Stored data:
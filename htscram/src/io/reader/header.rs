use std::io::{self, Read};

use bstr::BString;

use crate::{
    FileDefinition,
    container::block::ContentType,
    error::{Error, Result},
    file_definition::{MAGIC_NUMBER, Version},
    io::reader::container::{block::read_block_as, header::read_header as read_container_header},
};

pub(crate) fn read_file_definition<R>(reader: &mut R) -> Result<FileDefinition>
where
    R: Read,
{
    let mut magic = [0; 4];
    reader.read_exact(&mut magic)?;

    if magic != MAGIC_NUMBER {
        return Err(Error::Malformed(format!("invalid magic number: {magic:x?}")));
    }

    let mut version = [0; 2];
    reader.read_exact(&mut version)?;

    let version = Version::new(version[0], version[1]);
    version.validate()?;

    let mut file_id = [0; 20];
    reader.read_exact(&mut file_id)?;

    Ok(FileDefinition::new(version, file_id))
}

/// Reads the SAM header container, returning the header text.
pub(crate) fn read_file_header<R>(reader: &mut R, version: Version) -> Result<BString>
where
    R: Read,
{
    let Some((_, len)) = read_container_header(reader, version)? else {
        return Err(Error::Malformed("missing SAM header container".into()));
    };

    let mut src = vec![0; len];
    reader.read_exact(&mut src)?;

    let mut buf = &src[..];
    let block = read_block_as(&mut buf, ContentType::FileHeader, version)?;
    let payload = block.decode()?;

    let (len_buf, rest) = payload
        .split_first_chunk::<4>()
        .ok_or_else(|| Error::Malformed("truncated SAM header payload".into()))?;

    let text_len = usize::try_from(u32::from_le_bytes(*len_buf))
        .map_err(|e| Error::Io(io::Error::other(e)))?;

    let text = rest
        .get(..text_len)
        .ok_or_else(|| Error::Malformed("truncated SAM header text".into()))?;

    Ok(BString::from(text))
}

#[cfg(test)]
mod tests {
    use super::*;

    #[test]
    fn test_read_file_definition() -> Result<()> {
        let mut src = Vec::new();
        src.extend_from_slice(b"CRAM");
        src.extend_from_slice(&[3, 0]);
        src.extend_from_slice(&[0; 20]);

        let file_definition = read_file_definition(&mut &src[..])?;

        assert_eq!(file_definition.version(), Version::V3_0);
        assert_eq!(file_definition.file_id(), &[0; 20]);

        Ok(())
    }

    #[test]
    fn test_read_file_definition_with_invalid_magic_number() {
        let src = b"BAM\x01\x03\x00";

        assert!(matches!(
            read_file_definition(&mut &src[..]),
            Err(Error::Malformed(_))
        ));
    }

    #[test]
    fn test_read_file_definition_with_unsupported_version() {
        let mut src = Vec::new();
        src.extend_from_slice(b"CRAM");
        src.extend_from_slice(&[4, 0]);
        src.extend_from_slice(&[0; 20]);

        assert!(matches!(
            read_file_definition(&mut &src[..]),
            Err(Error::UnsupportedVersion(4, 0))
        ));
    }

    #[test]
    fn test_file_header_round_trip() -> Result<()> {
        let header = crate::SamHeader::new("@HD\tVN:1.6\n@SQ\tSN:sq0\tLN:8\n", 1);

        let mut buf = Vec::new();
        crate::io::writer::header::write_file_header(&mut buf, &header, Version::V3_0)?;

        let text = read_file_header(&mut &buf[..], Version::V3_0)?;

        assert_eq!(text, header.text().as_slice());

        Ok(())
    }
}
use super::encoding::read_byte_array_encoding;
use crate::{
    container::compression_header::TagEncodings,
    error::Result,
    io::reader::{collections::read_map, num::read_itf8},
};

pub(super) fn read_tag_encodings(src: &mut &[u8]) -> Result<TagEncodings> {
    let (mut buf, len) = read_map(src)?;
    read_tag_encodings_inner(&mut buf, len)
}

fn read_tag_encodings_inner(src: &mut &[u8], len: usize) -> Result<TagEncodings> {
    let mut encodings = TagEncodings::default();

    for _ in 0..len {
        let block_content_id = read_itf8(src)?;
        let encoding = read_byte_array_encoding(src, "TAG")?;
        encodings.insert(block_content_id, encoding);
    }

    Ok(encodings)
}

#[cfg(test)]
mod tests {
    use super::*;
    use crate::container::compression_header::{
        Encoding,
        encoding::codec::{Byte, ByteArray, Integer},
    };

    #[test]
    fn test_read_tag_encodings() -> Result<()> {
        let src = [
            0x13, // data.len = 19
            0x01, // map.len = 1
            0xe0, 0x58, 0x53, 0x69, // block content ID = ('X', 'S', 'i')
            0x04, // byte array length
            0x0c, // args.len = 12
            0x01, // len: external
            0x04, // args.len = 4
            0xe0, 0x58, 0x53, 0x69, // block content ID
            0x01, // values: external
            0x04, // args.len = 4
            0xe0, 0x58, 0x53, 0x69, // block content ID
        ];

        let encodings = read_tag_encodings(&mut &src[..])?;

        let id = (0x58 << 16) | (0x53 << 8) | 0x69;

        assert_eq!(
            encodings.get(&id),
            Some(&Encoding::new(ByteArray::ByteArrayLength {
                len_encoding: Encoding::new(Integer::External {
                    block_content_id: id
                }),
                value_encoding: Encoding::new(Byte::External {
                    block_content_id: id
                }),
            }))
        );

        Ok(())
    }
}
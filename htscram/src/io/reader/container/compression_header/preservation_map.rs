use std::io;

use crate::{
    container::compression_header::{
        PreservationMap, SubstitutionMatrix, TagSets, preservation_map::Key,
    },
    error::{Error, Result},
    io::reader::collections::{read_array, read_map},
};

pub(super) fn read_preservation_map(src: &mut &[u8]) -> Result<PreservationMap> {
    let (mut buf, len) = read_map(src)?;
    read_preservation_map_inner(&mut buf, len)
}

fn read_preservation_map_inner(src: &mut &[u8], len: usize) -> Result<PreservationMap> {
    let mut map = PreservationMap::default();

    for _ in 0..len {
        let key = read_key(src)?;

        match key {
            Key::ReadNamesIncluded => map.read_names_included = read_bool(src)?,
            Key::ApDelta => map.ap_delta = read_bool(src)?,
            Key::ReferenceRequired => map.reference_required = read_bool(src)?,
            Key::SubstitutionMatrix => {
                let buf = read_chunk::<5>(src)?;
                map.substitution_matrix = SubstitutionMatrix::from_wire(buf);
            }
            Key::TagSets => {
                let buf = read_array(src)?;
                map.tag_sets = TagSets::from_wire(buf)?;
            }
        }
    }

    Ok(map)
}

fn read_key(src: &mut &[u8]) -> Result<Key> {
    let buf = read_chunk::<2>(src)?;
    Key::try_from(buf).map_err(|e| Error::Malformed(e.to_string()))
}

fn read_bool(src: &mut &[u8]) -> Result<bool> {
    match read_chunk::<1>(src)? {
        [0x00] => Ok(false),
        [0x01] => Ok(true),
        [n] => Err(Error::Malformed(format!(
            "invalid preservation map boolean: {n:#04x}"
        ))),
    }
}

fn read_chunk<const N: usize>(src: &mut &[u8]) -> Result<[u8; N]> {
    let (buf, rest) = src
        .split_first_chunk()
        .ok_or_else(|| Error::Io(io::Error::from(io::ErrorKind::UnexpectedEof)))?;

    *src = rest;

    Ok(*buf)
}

> _Problem requirements_
Transcribe every record. Match each line exactly.

> _Completed task_
filename htscram/src/io/reader/header.rs
use std::io::{self, Read};

use bstr::BString;

use crate::{
    FileDefinition,
    container::block::ContentType,
    error::{Error, Result},
    file_definition::{MAGIC_NUMBER, Version},
    io::reader::container::{block::read_block_as, header::read_header as read_container_header},
};

pub(crate) fn read_file_definition<R>(reader: &mut R) -> Result<FileDefinition>
where
    R: Read,
{
    let mut magic = [0; 4];
    reader.read_exact(&mut magic)?;

    if magic != MAGIC_NUMBER {
        return Err(Error::Malformed(format!("invalid magic number: {magic:x?}")));
    }

    let mut version = [0; 2];
    reader.read_exact(&mut version)?;

    let version = Version::new(version[0], version[1]);
    version.validate()?;

    let mut file_id = [0; 20];
    reader.read_exact(&mut file_id)?;

    Ok(FileDefinition::new(version, file_id))
}

/// Reads the SAM header container, returning the header text.
pub(crate) fn read_file_header<R>(reader: &mut R, version: Version) -> Result<BString>
where
    R: Read,
{
    let Some((_, len)) = read_container_header(reader, version)? else {
        return Err(Error::Malformed("missing SAM header container".into()));
    };

    let mut src = vec![0; len];
    reader.read_exact(&mut src)?;

    let mut buf = &src[..];
    let block = read_block_as(&mut buf, ContentType::FileHeader, version)?;
    let payload = block.decode()?;

    let (len_buf, rest) = payload
        .split_first_chunk::<4>()
        .ok_or_else(|| Error::Malformed("truncated SAM header payload".into()))?;

    let text_len = usize::try_from(u32::from_le_bytes(*len_buf))
        .map_err(|e| Error::Io(io::Error::other(e)))?;

    let text = rest
        .get(..text_len)
        .ok_or_else(|| Error::Malformed("truncated SAM header text".into()))?;

    Ok(BString::from(text))
}

#[cfg(test)]
mod tests {
    use super::*;

    #[test]
    fn test_read_file_definition() -> Result<()> {
        let mut src = Vec::new();
        src.extend_from_slice(b"CRAM");
        src.extend_from_slice(&[3, 0]);
        src.extend_from_slice(&[0; 20]);

        let file_definition = read_file_definition(&mut &src[..])?;

        assert_eq!(file_definition.version(), Version::V3_0);
        assert_eq!(file_definition.file_id(), &[0; 20]);

        Ok(())
    }

    #[test]
    fn test_read_file_definition_with_invalid_magic_number() {
        let src = b"BAM\x01\x03\x00";

        assert!(matches!(
            read_file_definition(&mut &src[..]),
            Err(Error::Malformed(_))
        ));
    }

    #[test]
    fn test_read_file_definition_with_unsupported_version() {
        let mut src = Vec::new();
        src.extend_from_slice(b"CRAM");
        src.extend_from_slice(&[4, 0]);
        src.extend_from_slice(&[0; 20]);

        assert!(matches!(
            read_file_definition(&mut &src[..]),
            Err(Error::UnsupportedVersion(4, 0))
        ));
    }

    #[test]
    fn test_file_header_round_trip() -> Result<()> {
        let header = crate::SamHeader::new("@HD\tVN:1.6\n@SQ\tSN:sq0\tLN:8\n", 1);

        let mut buf = Vec::new();
        crate::io::writer::header::write_file_header(&mut buf, &header, Version::V3_0)?;

        let text = read_file_header(&mut &buf[..], Version::V3_0)?;

        assert_eq!(text, header.text().as_slice());

        Ok(())
    }
}
use super::encoding::read_byte_array_encoding;
use crate::{
    container::compression_header::TagEncodings,
    error::Result,
    io::reader::{collections::read_map, num::read_itf8},
};

pub(super) fn read_tag_encodings(src: &mut &[u8]) -> Result<TagEncodings> {
    let (mut buf, len) = read_map(src)?;
    read_tag_encodings_inner(&mut buf, len)
}

fn read_tag_encodings_inner(src: &mut &[u8], len: usize) -> Result<TagEncodings> {
    let mut encodings = TagEncodings::default();

    for _ in 0..len {
        let block_content_id = read_itf8(src)?;
        let encoding = read_byte_array_encoding(src, "TAG")?;
        encodings.insert(block_content_id, encoding);
    }

    Ok(encodings)
}

#[cfg(test)]
mod tests {
    use super::*;
    use crate::container::compression_header::{
        Encoding,
        encoding::codec::{Byte, ByteArray, Integer},
    };

    #[test]
    fn test_read_tag_encodings() -> Result<()> {
        let src = [
            0x13, // data.len = 19
            0x01, // map.len = 1
            0xe0, 0x58, 0x53, 0x69, // block content ID = ('X', 'S', 'i')
            0x04, // byte array length
            0x0c, // args.len = 12
            0x01, // len: external
            0x04, // args.len = 4
            0xe0, 0x58, 0x53, 0x69, // block content ID
            0x01, // values: external
            0x04, // args.len = 4
            0xe0, 0x58, 0x53, 0x69, // block content ID
        ];

        let encodings = read_tag_encodings(&mut &src[..])?;

        let id = (0x58 << 16) | (0x53 << 8) | 0x69;

        assert_eq!(
            encodings.get(&id),
            Some(&Encoding::new(ByteArray::ByteArrayLength {
                len_encoding: Encoding::new(Integer::External {
                    block_content_id: id
                }),
                value_encoding: Encoding::new(Byte::External {
                    block_content_id: id
                }),
            }))
        );

        Ok(())
    }
}
filename htscram/src/io/reader/container/compression_header/preservation_map.rs
use std::io;

use crate::{
    container::compression_header::{
        PreservationMap, SubstitutionMatrix, TagSets, preservation_map::Key,
    },
    error::{Error, Result},
    io::reader::collections::{read_array, read_map},
};

pub(super) fn read_preservation_map(src: &mut &[u8]) -> Result<PreservationMap> {
    let (mut buf, len) = read_map(src)?;
    read_preservation_map_inner(&mut buf, len)
}

fn read_preservation_map_inner(src: &mut &[u8], len: usize) -> Result<PreservationMap> {
    let mut map = PreservationMap::default();

    for _ in 0..len {
        let key = read_key(src)?;

        match key {
            Key::ReadNamesIncluded => map.read_names_included = read_bool(src)?,
            Key::ApDelta => map.ap_delta = read_bool(src)?,
            Key::ReferenceRequired => map.reference_required = read_bool(src)?,
            Key::SubstitutionMatrix => {
                let buf = read_chunk::<5>(src)?;
                map.substitution_matrix = SubstitutionMatrix::from_wire(buf);
            }
            Key::TagSets => {
                let buf = read_array(src)?;
                map.tag_sets = TagSets::from_wire(buf)?;
            }
        }
    }

    Ok(map)
}

fn read_key(src: &mut &[u8]) -> Result<Key> {
    let buf = read_chunk::<2>(src)?;
    Key::try_from(buf).map_err(|e| Error::Malformed(e.to_string()))
}

fn read_bool(src: &mut &[u8]) -> Result<bool> {
    match read_chunk::<1>(src)? {
        [0x00] => Ok(false),
        [0x01] => Ok(true),
        [n] => Err(Error::Malformed(format!(
            "invalid preservation map boolean: {n:#04x}"
        ))),
    }
}

fn read_chunk<const N: usize>(src: &mut &[u8]) -> Result<[u8; N]> {
    let (buf, rest) = src
        .split_first_chunk()
        .ok_or_else(|| Error::Io(io::Error::from(io::ErrorKind::UnexpectedEof)))?;

    *src = rest;

    Ok(*buf)
}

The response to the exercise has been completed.